AstraZeneca doses were also sent to some doctors’ offices for distribution.

However provincial officials have said that some delivery channels, such as primary care physicians, take longer to administer doses than others.

Bogoch noted that the province recently added hundreds of additional pharmacy locations where AstraZeneca can be distributed and said he is hopeful that more people will start booking appointments for the shots which are currently being given to those 55 and older in Canada, as per advice from the National Advisory Committee on Immunizations (NACI).

Bogoch said he understands that many people are hesitant to get the vaccine because of concerns around blood clots and may be holding out for a different vaccine, but said that the evidence shows the risk is very low for most people.

“I think if we lowered the age cutoff for AstraZeneca, if we put it into more nodes, like massively expanded it into primary care, and of course enable informed consent — there is still a risk, a tiny risk, but still a risk of blood clotting — you would see much more AstraZeneca in arms and you would move through that stockpile much more quickly.”

Just enough stored to get through a few days

Speaking with CP24 Wednesday, Toronto's top doctor said that the city is administering doses as quickly as it can and is not holding back its supply.

“What I can say when it comes to the notion that there are vaccines sitting in fridges -- that is simply not the case here in Toronto,” Dr.

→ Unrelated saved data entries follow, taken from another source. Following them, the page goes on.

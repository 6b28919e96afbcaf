//! Arithmetic helpers behind the `/divide` and `/fibonacci` endpoints.

use crate::error::{Result, TrellisError};

/// Largest index whose Fibonacci number fits in a `u128`.
pub const MAX_FIBONACCI_INDEX: i64 = 186;

/// Divide `numerator` by `denominator`.
pub fn divide(numerator: f64, denominator: f64) -> Result<f64> {
    if denominator == 0.0 {
        return Err(TrellisError::InvalidInput("Division by zero".to_string()));
    }

    let result = numerator / denominator;
    if !result.is_finite() {
        return Err(TrellisError::InvalidInput(
            "Result is not a finite number".to_string(),
        ));
    }

    Ok(result)
}

/// Compute the `n`th Fibonacci number, with `fibonacci(0) == 0` and `fibonacci(1) == 1`.
pub fn fibonacci(n: i64) -> Result<u128> {
    if n < 0 {
        return Err(TrellisError::InvalidInput(
            "Input must be a non-negative integer".to_string(),
        ));
    }
    if n > MAX_FIBONACCI_INDEX {
        return Err(TrellisError::InvalidInput(format!(
            "Input must be at most {}",
            MAX_FIBONACCI_INDEX
        )));
    }
    if n <= 1 {
        return Ok(n as u128);
    }

    let (mut a, mut b) = (0u128, 1u128);
    for _ in 2..=n {
        let next = a + b;
        a = b;
        b = next;
    }

    Ok(b)
}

Eileen de Villa said.

Speaking to the situation at city-run clinics, de Villa said Toronto keeps just enough supply on hand to get through booked appointments until the next expected delivery date.

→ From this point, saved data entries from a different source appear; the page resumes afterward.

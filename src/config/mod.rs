//! Configuration module for Trellis.
//!
//! Handles loading and managing application settings and prompt templates.

mod prompts;
mod settings;

pub use prompts::{BrowserPrompts, DocsPrompts, JudgePrompts, Prompts};
pub use settings::{
    AgentSettings, DatabaseSettings, EvalSettings, GeneralSettings, McpSettings,
    PromptSettings, ServerSettings, Settings, TavilySettings,
};
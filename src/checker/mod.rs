// src/checker/mod.rs
// =============================================================================
// This module contains all indexing-check logic.
//
// Submodules:
// - normalize: URL forms compared against citations
// - citation:  HTML parsing (page text and <cite> elements)
// - classify:  what one results page means (phrase rules, citations)
// - search:    one query, one outcome, one delay
// - index:     the two-step check and the batch loop
//
// This file (mod.rs) is the module root - it re-exports the public API that
// the rest of the application uses.
// =============================================================================

mod citation;
mod classify;
mod index;
mod normalize;
mod search;

pub use classify::{default_rules, PhraseRule};
pub use index::{CheckResult, IndexChecker, IndexStatus};
pub use search::HttpTransport;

“The vaccines we have take us through to covering the clients that we have booked for the next five days, which is when we receive the next delivery of the vaccine to allow us to see clients for next week,” she said.

Roughly 10,000 booked appointments were cancelled at two hospital-run clinics in Scarborough this week after the Scarborough Health network said it did not have enough supply to honour the appointments.

However it is not clear why some clinics continue to have a supply and others do not.

Local public health units are responsible for managing and overseeing the distribution and administration of vaccines for their regions.

“Vaccination clinics are expected to manage their bookings against what is allocated, especially given the ongoing disruptions in Moderna supply from the federal government,” the premier’s office told

Speaking at a news conference Thursday, Dr. Dirk Huyer, who coordinates the provincial outbreak response, echoed the idea that there are no stockpiles of vaccine sitting somewhere.

“Vaccines don't sit around,”Huyer said. “They don't rest in provincial freezers or coolers on a basis. They're allocated out and they are booked, there are appointments booked for weeks out to be able to provide vaccine to others.”

On Wednesday, 105,430 people received a shot in Ontario, down about 7,000 doses from Tuesday when the province gave out 112,817 jabs.